Was der Verwaltung allerdings Sorgen macht: die vielen Gräber, die keine Bepflanzung haben und nur mit Steinen bedeckt sind. Laut Friedhofsordnung sollen das höchstens ein Drittel sein. Im Vergleich zu anderen Friedhöfen hält sich ihre Zahl in Grenzen. Doch Susanne Pohlmann plädiert dafür, die Gräber komplett ohne Steine einzurichten. Der Grund: wenn keine ausreichende Belüftung gegeben ist, komme die Verwesung nur schwer in Gang. Dabei könne der Friedhof mit einer entsprechenden Bepflanzung viel dazu beitragen, dass das Insektensterben nicht weiter um sich greift.

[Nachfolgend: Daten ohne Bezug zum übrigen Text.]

//! Error types for document loading.

use std::path::PathBuf;

use thiserror::Error;

/// Errors that can occur while loading a document.
///
/// All variants are recoverable: callers are expected to skip the document
/// and move on.
#[derive(Debug, Error)]
pub enum LoadError {
    /// No file exists at the given path.
    #[error("file not found: {}", .0.display())]
    NotFound(PathBuf),

    /// The extension is not one of `.txt`, `.pdf`, `.docx`.
    #[error("unsupported file type: {0}")]
    UnsupportedType(String),

    /// The file exists but could not be read or parsed.
    #[error("failed to read document: {0}")]
    ReadError(String),
}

Auch Wilhelm Rodefeld ist an diesem Mittag auf dem Bad Rothenfelder Friedhof unterwegs. Gemeinsam mit dem Patensohn seiner Lebensgefährtin besucht er das Grab seiner Frau und das seines Cousins. „Ich finde den Friedhof hier wunderschön“, sagt der 85-Jährige. „Gut, das ist auch etwas von der Pflege abhängig, aber insgesamt gefallen mir die Veränderungen hier. Und ich überlege, ob für mich eines Tages auch eine Urnenbestattung in Frage kommt“, sagt der Rentner. „Ein Friedhof ist ein Ort, der Jahrzehntelang Anlaufstelle für Familien bleibt. Wie weit Sie hier denken, um den Ort entsprechend zu gestalten, dass beeindruckt mich sehr“, sagt Landessuperintendentin Birgit Klostermeier zum Abschluss ihres Besuchs. Deshalb trägt der Friedhof der Gemeinde auch den „Grünen Hahn“ – das Symbol für das Umweltmanagementsystem, mit dessen Hilfe die Beschlüsse der Landessynode der Ev.-luth. Landeskirche Hannovers aus dem Jahr 2007 zum Klimawandel und zur notwendigen CO2-Reduktion eingehalten werden sollen.
So soll der Friedhof in Bad Rothenfelde zu einem Ort für alle werden; ein Ort, den man gern besucht, an dem man das Grab seiner Angehörigen besucht oder einfach mal einen kleinen Spaziergang macht.